If you wish to create an entirely new will, disavow the original in writing and destroy it. If you leave behind two wills, both will be submitted to the probate court and the most recent will, will be honored, once validated. Should you wish to amend or change parts of your Will, you can do so through a Codicil. Just document the minor or major change or amendment and reference the original will section or paragraph to tie both documents together. Be sure to sign and date it and attach the additional document to your original will and provide copies to your Executor, etc.

Can You and Your Spouse Write Separate Wills? 

A Will is your legacy and should be independent from of spouse. While most married couples have reciprocal wills, there may be specific bequests or charitable gifts that an individual wants to make or there could be children from a prior marriage, etc., that one or the other may want to provide for.

Joint wills often include a requirement that neither spouse can make changes independent of the other. If one outlives the other for a substantial length of time, or over any major life events, this may not allow them to best aligns with their desires.

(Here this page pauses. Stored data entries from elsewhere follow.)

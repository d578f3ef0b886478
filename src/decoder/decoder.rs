use tracing::{debug, trace};

use super::base64url;
use super::scanner::FieldScanner;
use super::span::SpanBuffer;
use crate::error::{PipelineError, Result};
use crate::receiver::BodyReceiver;
use crate::types::DecodedChunk;

/// Turns one `/chunk/{offset}` response body into the raw chunk bytes.
///
/// Each segment read from the network is handed to the `FieldScanner`; the
/// part of the segment that lies inside the `"chunk"` value is copied into the
/// `SpanBuffer`. Once the closing quote is seen the accumulated base64url text
/// is decoded in one go.
///
/// A decoder is reused across requests; `reset` (called by `decode_body`)
/// discards everything from the previous body.
pub struct ChunkDecoder {
    scanner: FieldScanner,
    span: SpanBuffer,
}

impl ChunkDecoder {
    pub fn new(span_capacity: usize) -> Self {
        Self {
            scanner: FieldScanner::chunk_field(),
            span: SpanBuffer::with_capacity(span_capacity),
        }
    }

    pub fn reset(&mut self) {
        self.scanner.reset();
        self.span.reset();
    }

    pub fn is_done(&self) -> bool {
        self.scanner.is_done()
    }

    /// Feed the next body segment. Returns `true` once the value is complete.
    pub fn feed(&mut self, segment: &[u8]) -> Result<bool> {
        let seg_start = self.scanner.position();
        let seg_end = seg_start + segment.len() as u64;
        let done = self.scanner.feed(segment);

        let state = self.scanner.state();
        if let Some(value_start) = state.value_start {
            let lo = value_start.max(seg_start);
            let hi = state.value_end.unwrap_or(seg_end).min(seg_end);
            if lo < hi {
                let len = (hi - lo) as usize;
                let needed = self.span.written() + len;
                if needed > self.span.capacity() {
                    return Err(PipelineError::SpanOverflow {
                        needed,
                        capacity: self.span.capacity(),
                    });
                }
                self.span.append(segment, (lo - seg_start) as usize, len)?;
                trace!(appended = len, total = self.span.written(), "chunk span grew");
            }
        }

        Ok(done)
    }

    /// Decode the accumulated value. Fails if the value was never closed.
    pub fn finish(&self, offset: u64) -> Result<DecodedChunk> {
        let (start, end) = self.scanner.value_span().ok_or_else(|| {
            PipelineError::MalformedResponse(format!(
                "chunk response for offset {offset} ended before the \"chunk\" field was complete"
            ))
        })?;
        let encoded = self.span.span((end - start) as usize)?;

        let len = base64url::decode(encoded, None)?;
        let mut bytes = vec![0u8; len];
        base64url::decode(encoded, Some(&mut bytes))?;

        debug!(offset, encoded = encoded.len(), decoded = len, "decoded chunk");
        Ok(DecodedChunk { offset, bytes })
    }

    /// Read `body` until the `"chunk"` value is complete and decode it.
    ///
    /// Reading stops as soon as the value's closing quote arrives; the rest of
    /// the body (proofs and paths) is never pulled off the connection.
    pub async fn decode_body(&mut self, offset: u64, body: &mut BodyReceiver) -> Result<DecodedChunk> {
        self.reset();
        while let Some(segment) = body.next_segment().await? {
            if self.feed(&segment)? {
                break;
            }
        }
        self.finish(offset)
    }
}

#[cfg(test)]
mod tests {
    use super::*;
    use crate::receiver::NodeResponse;
    use bytes::Bytes;
    use std::time::Duration;
    use tokio_util::sync::CancellationToken;

    const BODY: &[u8] = br#"{"tx_path":"dHhwYXRo","packing":"unpacked","data_path":"ZGF0YQ","chunk":"SGVsbG8","proof":"x"}"#;

    fn decode_segments(segments: &[&[u8]], capacity: usize) -> Result<DecodedChunk> {
        let mut decoder = ChunkDecoder::new(capacity);
        for seg in segments {
            if decoder.feed(seg)? {
                break;
            }
        }
        decoder.finish(100)
    }

    #[test]
    fn decodes_single_segment_body() {
        let chunk = decode_segments(&[BODY], 64).unwrap();
        assert_eq!(chunk.bytes, b"Hello");
        assert_eq!(chunk.offset, 100);
    }

    #[test]
    fn every_split_point_yields_same_bytes() {
        for split in 0..=BODY.len() {
            let chunk = decode_segments(&[&BODY[..split], &BODY[split..]], 64).unwrap();
            assert_eq!(chunk.bytes, b"Hello", "split at {split}");
        }
    }

    #[test]
    fn every_three_way_split_yields_same_bytes() {
        for a in 0..=BODY.len() {
            for b in a..=BODY.len() {
                let chunk = decode_segments(&[&BODY[..a], &BODY[a..b], &BODY[b..]], 8).unwrap();
                assert_eq!(chunk.bytes, b"Hello", "split at {a}/{b}");
            }
        }
    }

    #[test]
    fn reset_between_bodies() {
        let mut decoder = ChunkDecoder::new(64);
        decoder.feed(BODY).unwrap();
        assert_eq!(decoder.finish(1).unwrap().bytes, b"Hello");

        decoder.reset();
        assert!(!decoder.is_done());
        decoder.feed(br#"{"chunk":"V29ybGQ"}"#).unwrap();
        assert_eq!(decoder.finish(6).unwrap().bytes, b"World");
    }

    #[test]
    fn truncated_body_is_malformed() {
        let err = decode_segments(&[br#"{"chunk":"SGVs"#], 64).unwrap_err();
        assert!(matches!(err, PipelineError::MalformedResponse(_)));

        let err = decode_segments(&[br#"{"data_path":"x"}"#], 64).unwrap_err();
        assert!(matches!(err, PipelineError::MalformedResponse(_)));
    }

    #[test]
    fn invalid_payload_is_rejected() {
        let err = decode_segments(&[br#"{"chunk":"SGV+bG8"}"#], 64).unwrap_err();
        assert!(matches!(err, PipelineError::InvalidEncoding(_)));

        let err = decode_segments(&[br#"{"chunk":"SGVsb"}"#], 64).unwrap_err();
        assert!(matches!(err, PipelineError::InvalidEncoding(_)));
    }

    #[test]
    fn value_larger_than_capacity_overflows() {
        let err = decode_segments(&[br#"{"chunk":"SGVs"#, br#"bG8"}"#], 6).unwrap_err();
        assert!(matches!(
            err,
            PipelineError::SpanOverflow {
                needed: 7,
                capacity: 6
            }
        ));
    }

    #[tokio::test]
    async fn decode_body_stops_after_closing_quote() {
        let segments = vec![
            Bytes::from_static(br#"{"chunk":"SGVs"#),
            Bytes::from_static(br#"bG8","proof":"#),
            Bytes::from_static(b"never read"),
        ];
        let response = NodeResponse::from_segments(200, segments);
        let mut body = BodyReceiver::new(response, Duration::from_secs(1), CancellationToken::new());

        let mut decoder = ChunkDecoder::new(64);
        let chunk = decoder.decode_body(100, &mut body).await.unwrap();
        assert_eq!(chunk.bytes, b"Hello");
        assert_eq!(body.received(), 27);
    }
}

How Does a Will Need to Be Filed/Stored?

A will does not need to be officially filed, but it can be to ensure the court has it on record. At the very minimum, a Will should be stored in a secure and fireproof location. If you have a lockbox at a bank, storing a copy of your will within the box is one of the most secure storage options for your legal and financial documentation.

If you have a lawyer, they may keep your will on file and help ensure it is properly carried out.  

Who Needs to Know About Your Will

The executor of the will as well as trusted family or friends should know its location. Knowledge of its contents and location will help clarify that your intentions are followed and will certainly ease their stress when they are grieving your loss.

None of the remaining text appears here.